Start of Extracted information
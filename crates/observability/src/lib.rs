//! Tracing and logging (shared setup).

/// Initialize process-wide observability (tracing/logging).
///
/// This is safe to call multiple times; subsequent calls become no-ops.
pub fn init() {
    tracing::init();
}

/// Tracing configuration (filters, layers).
pub mod tracing;
//! Screen view models.
//!
//! Each builder is a pure function of the store and the configuration; the
//! renderer decides how a view reaches the terminal.

use serde::Serialize;

use freshmart_core::Clock;
use freshmart_inventory::{InventoryStore, Product};

use crate::config::DesktopConfig;
use crate::forms::ADD_PRODUCT_FIELDS;
use crate::types::{PRODUCT_COLUMNS, ProductRow, Screen};

/// Titled product table.
#[derive(Debug, Clone, PartialEq, Eq, Serialize)]
pub struct ProductTable {
    pub title: String,
    pub columns: [&'static str; 5],
    pub rows: Vec<ProductRow>,
}

impl ProductTable {
    pub fn new<'a>(
        title: impl Into<String>,
        products: impl IntoIterator<Item = &'a Product>,
    ) -> Self {
        Self {
            title: title.into(),
            columns: PRODUCT_COLUMNS,
            rows: products.into_iter().map(ProductRow::from).collect(),
        }
    }
}

/// Dashboard counter card.
#[derive(Debug, Clone, PartialEq, Eq, Serialize)]
pub struct SummaryCard {
    pub title: &'static str,
    pub value: usize,
}

#[derive(Debug, Clone, PartialEq, Eq, Serialize)]
pub struct DashboardView {
    pub title: &'static str,
    pub cards: Vec<SummaryCard>,
    pub recent_activity: ProductTable,
}

/// Everything a screen can show.
#[derive(Debug, Clone, PartialEq, Eq, Serialize)]
#[serde(tag = "view", rename_all = "snake_case")]
pub enum View {
    Dashboard(DashboardView),
    Table(ProductTable),
    AddProductForm {
        title: &'static str,
        fields: [&'static str; 5],
    },
    UpdateStockForm {
        title: &'static str,
        products: Vec<String>,
    },
}

impl View {
    pub fn for_screen<C: Clock>(
        screen: &Screen,
        store: &InventoryStore<C>,
        config: &DesktopConfig,
    ) -> Self {
        match screen {
            Screen::Dashboard => View::Dashboard(dashboard(store, config)),
            Screen::AllProducts => View::Table(all_products(store)),
            Screen::Search(term) => View::Table(search_results(store, term)),
            Screen::ExpiringSoon => View::Table(expiring_soon(store, config)),
            Screen::LowStock => View::Table(low_stock(store, config)),
            Screen::AddProduct => View::AddProductForm {
                title: "ADD NEW PRODUCT",
                fields: ADD_PRODUCT_FIELDS,
            },
            Screen::UpdateStock => View::UpdateStockForm {
                title: "UPDATE PRODUCT STOCK",
                products: store.product_names().into_iter().map(String::from).collect(),
            },
        }
    }
}

pub fn dashboard<C: Clock>(store: &InventoryStore<C>, config: &DesktopConfig) -> DashboardView {
    let summary = store.summary(config.expiry_window_days, config.low_stock_threshold);
    DashboardView {
        title: "DASHBOARD",
        cards: vec![
            SummaryCard {
                title: "Total Products",
                value: summary.total,
            },
            SummaryCard {
                title: "Expiring Soon",
                value: summary.expiring_soon,
            },
            SummaryCard {
                title: "Low Stock",
                value: summary.low_stock,
            },
        ],
        recent_activity: ProductTable::new(
            "Recent Activity",
            store.list_all().iter().take(config.recent_rows),
        ),
    }
}

pub fn all_products<C: Clock>(store: &InventoryStore<C>) -> ProductTable {
    ProductTable::new("ALL PRODUCTS", store.list_all())
}

/// Products matching `term`; a blank term leaves the full listing in place.
pub fn search_results<C: Clock>(store: &InventoryStore<C>, term: &str) -> ProductTable {
    let term = term.trim();
    if term.is_empty() {
        return all_products(store);
    }
    ProductTable::new("ALL PRODUCTS", store.search(term))
}

pub fn expiring_soon<C: Clock>(store: &InventoryStore<C>, config: &DesktopConfig) -> ProductTable {
    ProductTable::new(
        format!(
            "PRODUCTS EXPIRING SOON (within {} days)",
            config.expiry_window_days
        ),
        store.find_expiring(config.expiry_window_days),
    )
}

pub fn low_stock<C: Clock>(store: &InventoryStore<C>, config: &DesktopConfig) -> ProductTable {
    ProductTable::new(
        format!("LOW STOCK PRODUCTS (<{} items)", config.low_stock_threshold),
        store.find_low_stock(config.low_stock_threshold),
    )
}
End of Extracted information
■ Work instruction ■
The required output is the whole listing, printed again exactly.

■ Solution to this problem ■
filename crates/observability/src/lib.rs
//! Tracing and logging (shared setup).

/// Initialize process-wide observability (tracing/logging).
///
/// This is safe to call multiple times; subsequent calls become no-ops.
pub fn init() {
    tracing::init();
}

/// Tracing configuration (filters, layers).
pub mod tracing;
//! Screen view models.
//!
//! Each builder is a pure function of the store and the configuration; the
//! renderer decides how a view reaches the terminal.

use serde::Serialize;

use freshmart_core::Clock;
use freshmart_inventory::{InventoryStore, Product};

use crate::config::DesktopConfig;
use crate::forms::ADD_PRODUCT_FIELDS;
use crate::types::{PRODUCT_COLUMNS, ProductRow, Screen};

/// Titled product table.
#[derive(Debug, Clone, PartialEq, Eq, Serialize)]
pub struct ProductTable {
    pub title: String,
    pub columns: [&'static str; 5],
    pub rows: Vec<ProductRow>,
}

impl ProductTable {
    pub fn new<'a>(
        title: impl Into<String>,
        products: impl IntoIterator<Item = &'a Product>,
    ) -> Self {
        Self {
            title: title.into(),
            columns: PRODUCT_COLUMNS,
            rows: products.into_iter().map(ProductRow::from).collect(),
        }
    }
}

/// Dashboard counter card.
#[derive(Debug, Clone, PartialEq, Eq, Serialize)]
pub struct SummaryCard {
    pub title: &'static str,
    pub value: usize,
}

#[derive(Debug, Clone, PartialEq, Eq, Serialize)]
pub struct DashboardView {
    pub title: &'static str,
    pub cards: Vec<SummaryCard>,
    pub recent_activity: ProductTable,
}

/// Everything a screen can show.
#[derive(Debug, Clone, PartialEq, Eq, Serialize)]
#[serde(tag = "view", rename_all = "snake_case")]
pub enum View {
    Dashboard(DashboardView),
    Table(ProductTable),
    AddProductForm {
        title: &'static str,
        fields: [&'static str; 5],
    },
    UpdateStockForm {
        title: &'static str,
        products: Vec<String>,
    },
}

impl View {
    pub fn for_screen<C: Clock>(
        screen: &Screen,
        store: &InventoryStore<C>,
        config: &DesktopConfig,
    ) -> Self {
        match screen {
            Screen::Dashboard => View::Dashboard(dashboard(store, config)),
            Screen::AllProducts => View::Table(all_products(store)),
            Screen::Search(term) => View::Table(search_results(store, term)),
            Screen::ExpiringSoon => View::Table(expiring_soon(store, config)),
            Screen::LowStock => View::Table(low_stock(store, config)),
            Screen::AddProduct => View::AddProductForm {
                title: "ADD NEW PRODUCT",
                fields: ADD_PRODUCT_FIELDS,
            },
            Screen::UpdateStock => View::UpdateStockForm {
                title: "UPDATE PRODUCT STOCK",
                products: store.product_names().into_iter().map(String::from).collect(),
            },
        }
    }
}

pub fn dashboard<C: Clock>(store: &InventoryStore<C>, config: &DesktopConfig) -> DashboardView {
    let summary = store.summary(config.expiry_window_days, config.low_stock_threshold);
    DashboardView {
        title: "DASHBOARD",
        cards: vec![
            SummaryCard {
                title: "Total Products",
                value: summary.total,
            },
            SummaryCard {
                title: "Expiring Soon",
                value: summary.expiring_soon,
            },
            SummaryCard {
                title: "Low Stock",
                value: summary.low_stock,
            },
        ],
        recent_activity: ProductTable::new(
            "Recent Activity",
            store.list_all().iter().take(config.recent_rows),
        ),
    }
}

pub fn all_products<C: Clock>(store: &InventoryStore<C>) -> ProductTable {
    ProductTable::new("ALL PRODUCTS", store.list_all())
}

/// Products matching `term`; a blank term leaves the full listing in place.
pub fn search_results<C: Clock>(store: &InventoryStore<C>, term: &str) -> ProductTable {
    let term = term.trim();
    if term.is_empty() {
        return all_products(store);
    }
    ProductTable::new("ALL PRODUCTS", store.search(term))
}

pub fn expiring_soon<C: Clock>(store: &InventoryStore<C>, config: &DesktopConfig) -> ProductTable {
    ProductTable::new(
        format!(
            "PRODUCTS EXPIRING SOON (within {} days)",
            config.expiry_window_days
        ),
        store.find_expiring(config.expiry_window_days),
    )
}

pub fn low_stock<C: Clock>(store: &InventoryStore<C>, config: &DesktopConfig) -> ProductTable {
    ProductTable::new(
        format!("LOW STOCK PRODUCTS (<{} items)", config.low_stock_threshold),
        store.find_low_stock(config.low_stock_threshold),
    )
}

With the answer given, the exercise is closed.